Court Opinion

ID: 3656005
Source: CourtListenerOpinion
Date Created: 2016-07-06 06:09:08.641682+00
Date Added: 2024-06-11T14:19:49.975973
License: Public Domain

The suit was brought against the sheriff and his sureties, for the escape of one Eure, who had been arrested by the defendant Eure on aca. sa. The plaintiff proved the bond declared on, showed in evidence a judgment at his instance against said Eure — a ca sa. corresponding with the judgment — an arrest by the sheriff under the ca sa., and a subsequent escape. There was evidence on the part of the defendants that Eure, the defendant in the ca. sa., was at the time of such escape, and has been ever since, wholly insolvent. A verdict was permitted to pass for the amount of principal, interest, and costs of the judgment, subject to the opinion of the court whether more than     (321) nominal damages could be recovered, with leave to the court to *Page 246 
set aside the verdict if he should be of opinion with the defendants, or to direct a verdict for nominal damages; and that the plaintiff be permitted to submit to a nonsuit.
On consideration of the question reserved, the court ordered the verdict to be reduced to sixpence, upon which the plaintiff submitted to a nonsuit and appealed.
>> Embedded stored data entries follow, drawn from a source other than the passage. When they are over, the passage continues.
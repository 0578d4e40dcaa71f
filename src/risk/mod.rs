//! Risk Engine (C6): position sizing, stop/target derivation, drawdown halt
//! and the liquidation guard, composed behind one facade the orchestrator
//! calls once per candidate trade.

pub mod portfolio;
pub mod sizing;

use rust_decimal::prelude::{FromPrimitive, ToPrimitive};
use rust_decimal::Decimal;
use tokio::sync::RwLock;

use crate::config::Config;
use crate::types::{Symbol, Trend};
use portfolio::{liquidation_guard, OpenPosition, Portfolio};

#[derive(Debug, Clone)]
pub struct SizedOrder {
    pub symbol: Symbol,
    pub size_pct: f64,
    pub notional: f64,
    pub stop_loss: f64,
    pub take_profit: f64,
}

pub struct RiskEngine {
    portfolio: RwLock<Portfolio>,
    max_position_risk: f64,
    max_drawdown: f64,
}

impl RiskEngine {
    pub fn new(starting_equity: f64, config: &Config) -> Self {
        let equity = Decimal::from_f64(starting_equity).unwrap_or(Decimal::ZERO);
        Self {
            portfolio: RwLock::new(Portfolio::new(equity, config.max_drawdown, config.max_daily_loss_pct)),
            max_position_risk: config.max_position_risk,
            max_drawdown: config.max_drawdown,
        }
    }

    pub async fn mark_equity(&self, equity: f64) {
        let equity = Decimal::from_f64(equity).unwrap_or(Decimal::ZERO);
        self.portfolio.write().await.mark_equity(equity);
    }

    /// Aggregate daily-loss breaker: feeds a closed trade's dollar PnL into
    /// the portfolio-wide accumulator.
    pub async fn record_realized_pnl(&self, pnl: f64) {
        let pnl = Decimal::from_f64(pnl).unwrap_or(Decimal::ZERO);
        self.portfolio.write().await.record_realized_pnl(pnl);
    }

    /// Resets the aggregate daily-loss accumulator at the local-day boundary.
    pub async fn roll_day_boundary(&self) {
        self.portfolio.write().await.roll_day_boundary();
    }

    pub async fn resume(&self) {
        self.portfolio.write().await.resume();
    }

    pub async fn is_halted(&self) -> bool {
        self.portfolio.read().await.is_halted()
    }

    pub async fn drawdown(&self) -> f64 {
        self.portfolio.read().await.drawdown()
    }

    pub async fn equity(&self) -> f64 {
        self.portfolio.read().await.equity().to_f64().unwrap_or(0.0)
    }

    /// Sizes a candidate trade against current equity, volatility and
    /// drawdown, applies the regime bias, and derives stop/target. Returns
    /// `None` if the portfolio is halted. `confidence` is the consensus
    /// engine's winning-vote confidence, not a win probability; it's mapped
    /// onto `p_win` via `sizing::confidence_to_p_win` before Kelly sizing.
    #[allow(clippy::too_many_arguments)]
    pub async fn size_trade(
        &self,
        symbol: &Symbol,
        entry: f64,
        atr_pct: f64,
        confidence: f64,
        rr: f64,
        leverage: f64,
        long: bool,
        preferred_regimes: &[Trend],
        current_trend: Trend,
    ) -> Option<SizedOrder> {
        if self.is_halted().await {
            return None;
        }
        let drawdown = self.drawdown().await;
        let equity = self.equity().await;

        let p_win = sizing::confidence_to_p_win(confidence);
        let base_size = sizing::size_pct(p_win, rr, atr_pct, drawdown, self.max_drawdown, self.max_position_risk);
        let size_pct = sizing::apply_regime_bias(base_size, preferred_regimes, current_trend).min(self.max_position_risk);
        let notional = sizing::notional(equity, size_pct, leverage);
        let stop_loss = sizing::stop_loss_price(entry, atr_pct, long);
        let take_profit = sizing::take_profit_price(entry, stop_loss, long);

        Some(SizedOrder { symbol: symbol.clone(), size_pct, notional, stop_loss, take_profit })
    }

    pub async fn check_liquidation(&self, margin_balance: f64, positions: &[OpenPosition]) -> Vec<Symbol> {
        let margin_balance = Decimal::from_f64(margin_balance).unwrap_or(Decimal::ZERO);
        liquidation_guard(margin_balance, positions)
    }
}

#[cfg(test)]
mod tests {
    use super::*;

    #[tokio::test]
    async fn halted_portfolio_refuses_to_size() {
        let cfg = Config { max_drawdown: 0.1, ..Config::default() };
        let engine = RiskEngine::new(1000.0, &cfg);
        engine.mark_equity(850.0).await;
        assert!(engine.is_halted().await);
        let sized = engine
            .size_trade("BTCUSDT", 100.0, 1.0, 0.6, 2.0, 5.0, true, &[], Trend::Bullish)
            .await;
        assert!(sized.is_none());
    }

    #[tokio::test]
    async fn healthy_portfolio_sizes_a_trade() {
        let cfg = Config::default();
        let engine = RiskEngine::new(1000.0, &cfg);
        let sized = engine
            .size_trade("BTCUSDT", 100.0, 1.0, 0.6, 2.0, 5.0, true, &[], Trend::Bullish)
            .await
            .unwrap();
        assert!(sized.notional > 0.0);
        assert!(sized.take_profit > sized.stop_loss);
    }
}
The remedy at common law against a sheriff for the escape of a person taken by him under a capias ad satisfaciendum is by an action on the case, in which the jury may give such damages as upon the proofs they may think the plaintiff entitled to. This rule prevails whether the escape be voluntary or negligent; the only difference between the two kinds of escape being, so far as the liability of the sheriff is concerned, that when sued for a negligent escape, he may, if he can, allege and prove a recaption upon fresh pursuit. The statute of 13 Ed. I., ch. 11, which was in substance reenacted by our act of 1777 (ch. 118, secs. 10 and 11, Revised Code of 1820), gives an action of debt against the sheriff who shall take the body of any debtor in execution and shall willfully or negligently suffer such debtor to escape, and the plaintiff in such action shall recover all such sums of money as are mentioned in the execution, and damages for detaining the same. See Rev. Code, ch. 105, sec. 20. It is clearly settled that in the action of debt, thus given, the recovery shall be the same, whether the escape be voluntary or negligent. See Adams v. Turrentine, 30 N.C. 147, where the subject is fully discussed. The action of debt given by the statute does not take away the common-law right of suing in case, but is a cumulative remedy, which, however, from its greater efficiency, has almost, if not entirely superseded the other in practice. Such being the (322)  responsibility of the sheriff, when sued in debt for the escape of a debtor taken in execution, it is contended for the plaintiff in the present case that it ought to be the same when the action is brought upon the bond of the sheriff against him and his sureties, because the bond is given as a security to the public against his official delinquencies, and the remedy on it should be commensurate with the utmost extent of his responsibility. In aid of this argument it insisted that if the action of debt be sued against a sheriff and a recovery had which he fails to pay, a suit may then be brought upon his bond, in which such default of payment may be assigned as a breach, and that his sureties may be thereby made liable for the debt of the escaping debtor; and it is inferred that to avoid such circuity of action a full recovery ought to be allowed *Page 247 
at first in an immediate suit upon the bond. Whether the plaintiff can have full redress upon the sheriff's bond by this circuity of action we shall not at present undertake to decide, but we are precluded by authority from holding him entitled to it by a suit in the first instance upon the bond. In Governor v. Matlock, 8 N.C. 425, it was decided that in a suit upon a sheriff's bond the plaintiff must assign breaches thereof under the statute of 8 and 9 Will. III., ch. 11, sec. 8 (see Rev. Code, ch. 31, sec. 58), and that the jury should "consider the damages really sustained by the escape, and were not bound to give the whole sum due from the original debtor, as in debt upon the statute of West, 2."
The judgment in the court below was in accordance with this decision, and must be
PER CURIAM.                                              Affirmed.
Cited: Tharington v. Tharington, 99 N.C. 125.